What happens if the market stops rising by Ponzi magic?

These things can happen; they are options on the table. These actions may benefit the infamous powers-that-be, and they may opt for them. I've heard it argued very well before that they have to continue QE, but at the end of the day I think they can still choose to let gravity have its say (to "pull the plug on the ventilator").

If you open your conception of "deflation" to include the loss of purchasing power (for example, Joe-65-Year-Old thinks he has "a million dollars" worth of investments today, but tomorrow the markets are allowed to crash and next week he has nowhere near the amount of purchasing power he had today), then you will realize that deflation is possible and it is serious threat. It's the knife that's at people's back as they Ponzi their way forward.

edit: TLDR = For consumer goods: "money" is fiat paper credit money, and "credit" is credit, and no one could possibly mix up "credit" with "money". The credit money we have now is paper Kool Aid. The bankers are planning to hyperinflate over the longest period possible and set themselves up in the ensuing new monetary order. But if the central bank juice stops flowing... deflation, bitchez.

Nathan Muir's picture

"currency peg the real reason for run up in prices. Not uncle Ben."


Are you really that ignorant?  You do realize uncle Ben controls the currency these countries are pegged to, right? 

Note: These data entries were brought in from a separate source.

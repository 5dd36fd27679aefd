use std::path::PathBuf;
use std::sync::mpsc::{Receiver, RecvTimeoutError, Sender};
use std::thread;
use std::thread::JoinHandle;
use std::time::{Duration, Instant};

use rodio::{OutputStream, OutputStreamBuilder, Sink};
use tracing::{debug, error, trace, warn};

use crate::config::AudioSettings;

use super::clock::PlaybackClock;
use super::sink::create_sink_at;
use super::types::{AudioCmd, HandleId, MediaError, MediaEvent, MediaEventKind, Volume};

pub(super) fn spawn_audio_thread(
    rx: Receiver<AudioCmd>,
    events: Sender<MediaEvent>,
    audio_settings: AudioSettings,
) -> JoinHandle<()> {
    thread::spawn(move || {
        let stream = match OutputStreamBuilder::open_default_stream() {
            Ok(mut stream) => {
                // rodio logs to stderr when OutputStream is dropped. That's useful in debugging,
                // but noisy for a TUI app.
                stream.log_on_drop(false);
                Some(stream)
            }
            Err(e) => {
                error!(error = %e, "no audio output device; every track will fail to load");
                None
            }
        };

        let interval = Duration::from_millis(audio_settings.progress_interval_ms.max(1));
        let mut worker = AudioWorker::new(stream, events);
        let mut next_tick = Instant::now() + interval;

        loop {
            let now = Instant::now();
            if now >= next_tick {
                worker.tick(now);
                next_tick = now + interval;
            }

            match rx.recv_timeout(next_tick.saturating_duration_since(Instant::now())) {
                Ok(cmd) => {
                    if !worker.handle(cmd) {
                        break;
                    }
                }
                Err(RecvTimeoutError::Timeout) => {}
                Err(RecvTimeoutError::Disconnected) => {
                    worker.stop_now();
                    break;
                }
            }
        }
        debug!("audio thread exiting");
    })
}

/// The one handle the audio thread is currently bound to.
struct Loaded {
    handle: HandleId,
    path: PathBuf,
    sink: Sink,
    clock: PlaybackClock,
    volume: Volume,
}

/// State owned by the audio thread. Split from the thread body so the
/// command handling can run without an output device.
pub(super) struct AudioWorker {
    stream: Option<OutputStream>,
    loaded: Option<Loaded>,
    events: Sender<MediaEvent>,
}

impl AudioWorker {
    pub fn new(stream: Option<OutputStream>, events: Sender<MediaEvent>) -> Self {
        Self {
            stream,
            loaded: None,
            events,
        }
    }

    fn emit(&self, handle: HandleId, kind: MediaEventKind) {
        if self.events.send(MediaEvent::new(handle, kind)).is_err() {
            trace!(%handle, "event receiver gone");
        }
    }

    /// The live handle, if it is `handle`.
    fn bound(&mut self, handle: HandleId) -> Option<&mut Loaded> {
        match self.loaded.as_mut() {
            Some(l) if l.handle == handle => Some(l),
            _ => {
                trace!(%handle, "command for a handle that is not loaded");
                None
            }
        }
    }

    /// Apply one command. Returns `false` once the thread should exit.
    pub fn handle(&mut self, cmd: AudioCmd) -> bool {
        let now = Instant::now();
        match cmd {
            AudioCmd::Open {
                handle,
                path,
                volume,
            } => {
                // Only one handle is ever live; a stray one is cut off.
                self.stop_now();

                let Some(stream) = self.stream.as_ref() else {
                    self.emit(
                        handle,
                        MediaEventKind::Failed(MediaError::NoOutputDevice(
                            "default output could not be opened".to_string(),
                        )),
                    );
                    return true;
                };

                match create_sink_at(stream, &path, Duration::ZERO, volume.as_gain()) {
                    Ok(prepared) => {
                        debug!(%handle, path = %path.display(), "opened");
                        self.loaded = Some(Loaded {
                            handle,
                            path,
                            sink: prepared.sink,
                            clock: PlaybackClock::default(),
                            volume,
                        });
                        self.emit(
                            handle,
                            MediaEventKind::Ready {
                                duration: prepared.duration,
                            },
                        );
                    }
                    Err(e) => {
                        warn!(%handle, error = %e, "open failed");
                        self.emit(handle, MediaEventKind::Failed(e));
                    }
                }
            }
            AudioCmd::Play(handle) => {
                if let Some(l) = self.bound(handle) {
                    l.sink.play();
                    l.clock.start(now);
                }
            }
            AudioCmd::Pause(handle) => {
                if let Some(l) = self.bound(handle) {
                    l.sink.pause();
                    l.clock.pause(now);
                }
            }
            AudioCmd::Seek(handle, position) => self.seek(handle, position, now),
            AudioCmd::SetVolume(handle, volume) => {
                if let Some(l) = self.bound(handle) {
                    l.sink.set_volume(volume.as_gain());
                    l.volume = volume;
                }
            }
            AudioCmd::Release {
                handle,
                fade_out_ms,
            } => {
                if self.bound(handle).is_some() {
                    if let Some(l) = self.loaded.take() {
                        if l.clock.is_running() {
                            fade_out_sink(&l.sink, l.volume, fade_out_ms);
                        }
                        l.sink.stop();
                        debug!(%handle, "released");
                    }
                }
            }
            AudioCmd::Quit { fade_out_ms } => {
                if let Some(l) = self.loaded.take() {
                    if l.clock.is_running() {
                        fade_out_sink(&l.sink, l.volume, fade_out_ms);
                    }
                    l.sink.stop();
                }
                return false;
            }
        }
        true
    }

    fn seek(&mut self, handle: HandleId, position: Duration, now: Instant) {
        let Some(stream) = self.stream.as_ref() else {
            return;
        };
        let Some(l) = self.loaded.as_mut().filter(|l| l.handle == handle) else {
            trace!(%handle, "seek for a handle that is not loaded");
            return;
        };

        // Scrubbing: rebuild the current sink and skip into the file.
        // This uses `Source::skip_duration` (works for common formats).
        l.sink.stop();
        match create_sink_at(stream, &l.path, position, l.volume.as_gain()) {
            Ok(prepared) => {
                if l.clock.is_running() {
                    prepared.sink.play();
                }
                l.sink = prepared.sink;
                l.clock.set(position, now);
            }
            Err(e) => {
                warn!(%handle, error = %e, "seek failed");
                self.loaded = None;
                self.emit(handle, MediaEventKind::Failed(e));
            }
        }
    }

    /// Periodic progress / end-of-track detection.
    pub fn tick(&mut self, now: Instant) {
        let Some(l) = self.loaded.as_mut() else {
            return;
        };
        if !l.clock.is_running() {
            return;
        }

        let handle = l.handle;
        if l.sink.empty() {
            l.clock.pause(now);
            self.emit(handle, MediaEventKind::Ended);
        } else {
            let position = l.clock.elapsed_at(now);
            self.emit(handle, MediaEventKind::Progress { position });
        }
    }

    pub fn stop_now(&mut self) {
        if let Some(l) = self.loaded.take() {
            l.sink.stop();
        }
    }
}

fn fade_out_sink(sink: &Sink, volume: Volume, fade_out_ms: u64) {
    if fade_out_ms == 0 {
        sink.set_volume(0.0);
        return;
    }
    let start = volume.as_gain();
    let steps: u64 = 20;
    let step_ms = (fade_out_ms / steps).max(1);
    for step in 1..=steps {
        let t = step as f32 / steps as f32;
        sink.set_volume(start * (1.0 - t));
        thread::sleep(Duration::from_millis(step_ms));
    }
    sink.set_volume(0.0);
}
//! The player side: exclusive owner of the media handle, plus the
//! transport and volume controls bound to [`PlaybackState`].

mod view;
mod volume;

pub use view::{LoadOutcome, MediaHandle, PlayerView};
pub use volume::{VolumeDrag, volume_at};

use crate::playback::{Intent, PlaybackState};

/// The transport button never decides play vs pause itself; it asks the
/// coordinator to flip whatever the selected track is doing.
pub fn transport_intent(state: &PlaybackState) -> Option<Intent> {
    state.selected.clone().map(Intent::TogglePlayPause)
}

#[cfg(test)]
mod tests;
//! Application model types: `App`, its options and the hit areas the
//! renderer hands back for mouse input.

use std::time::Duration;

use ratatui::layout::Rect;

use crate::audio::{MediaBackend, MediaEvent};
use crate::library::{Playlist, Track};
use crate::playback::{Coordinator, CoordinatorOptions, Intent, PlaybackState};
use crate::player::VolumeDrag;
use crate::playlist::PlaylistView;

/// Whether the UI loop should keep going.
#[derive(Debug, Copy, Clone, PartialEq, Eq)]
pub enum Flow {
    Continue,
    Quit,
}

/// The three transport buttons, left to right.
#[derive(Debug, Copy, Clone, PartialEq, Eq)]
pub enum Transport {
    Prev,
    Toggle,
    Next,
}

impl Transport {
    pub const ALL: [Transport; 3] = [Transport::Prev, Transport::Toggle, Transport::Next];
}

/// One clickable playlist row.
#[derive(Debug, Copy, Clone, PartialEq, Eq)]
pub struct RowHit {
    pub area: Rect,
    /// Position in the playlist.
    pub index: usize,
}

/// Screen regions from the last frame, used to route mouse input.
#[derive(Debug, Clone, Default, PartialEq, Eq)]
pub struct HitAreas {
    pub volume_bar: Rect,
    pub progress_bar: Rect,
    pub transport: [Rect; 3],
    pub rows: Vec<RowHit>,
}

#[derive(Debug, Clone, Copy)]
pub struct AppOptions {
    pub coordinator: CoordinatorOptions,
    pub scrub_seconds: u64,
    pub volume_step: u8,
}

impl Default for AppOptions {
    fn default() -> Self {
        Self {
            coordinator: CoordinatorOptions::default(),
            scrub_seconds: 5,
            volume_step: 5,
        }
    }
}

/// The main application model.
pub struct App<B: MediaBackend> {
    pub coordinator: Coordinator<B>,
    pub playlist_view: PlaylistView,
    pub volume_drag: VolumeDrag,
    pub areas: HitAreas,
    pub details_window: bool,
    pub(super) pending_gg: bool,
    pub(super) scrub_seconds: u64,
    pub(super) volume_step: u8,
}

impl<B: MediaBackend> App<B> {
    /// Create a new `App` for `playlist`, playing through `backend`.
    pub fn new(playlist: Playlist, backend: B, options: AppOptions) -> Self {
        Self {
            coordinator: Coordinator::new(playlist.clone(), backend, options.coordinator),
            playlist_view: PlaylistView::new(playlist),
            volume_drag: VolumeDrag::default(),
            areas: HitAreas::default(),
            details_window: false,
            pending_gg: false,
            scrub_seconds: options.scrub_seconds,
            volume_step: options.volume_step,
        }
    }

    pub fn state(&self) -> &PlaybackState {
        self.coordinator.state()
    }

    pub fn playlist(&self) -> &Playlist {
        self.playlist_view.playlist()
    }

    pub fn selected_track(&self) -> Option<&Track> {
        self.coordinator.selected_track()
    }

    /// Position of the selected track in the playlist.
    pub fn selected_index(&self) -> Option<usize> {
        self.state()
            .selected
            .as_ref()
            .and_then(|id| self.playlist().position(id))
    }

    /// First show: start the first track if nothing is selected.
    pub fn mount(&mut self) {
        let intent = self.playlist_view.bootstrap(self.coordinator.state());
        self.dispatch(intent);
        if let Some(i) = self.selected_index() {
            self.playlist_view.set_cursor(i);
        }
    }

    pub fn dispatch(&mut self, intent: Option<Intent>) {
        if let Some(intent) = intent {
            self.coordinator.dispatch(intent);
        }
    }

    pub fn handle_media_event(&mut self, event: MediaEvent) {
        self.coordinator.handle_media_event(event);
    }

    pub fn set_hit_areas(&mut self, areas: HitAreas) {
        self.areas = areas;
    }

    pub fn toggle_details_window(&mut self) {
        self.details_window = !self.details_window;
    }

    /// Release the media handle, fading out over `fade_out`.
    pub fn shutdown(&mut self, fade_out: Duration) {
        self.volume_drag.release();
        self.coordinator.unmount(fade_out);
    }
}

"Many people thought credit was money"


Do you understand credit is money in a fractional reserve banking system?  I always assumed a blind bull like yourself not only understood debt as money, but was all for it.  Whereas the intelligent bears on this sight understood debt as money can never work in the long-run due to laws of exponential math.  Clearly, I gave you undeserved credit.  Here's some advice: critically think before you comment here...your nonsense is getting old.

Spalding_Smailes's picture

And they can move the peg. Ben can't move the peg. If they did not peg at suppressed rates they would not be drinking inflation.


Credit is not money until it is spent. Please read a book or something before you post. Just like treasuries are not money.


So who's the ignorant one ?

Orly's picture

It seems he may be correct, Mr. Smailes.  Credit is money (created from thin air or not...).  It has no velocity unless it is spent.

In a sense, you're both correct.  It is just a matter of semantics.

Spalding_Smailes's picture


Credit is not money. Credit can stay credit until infinity. Credit becomes money when you purchase an asset and then velocity is affected in the existing money supply..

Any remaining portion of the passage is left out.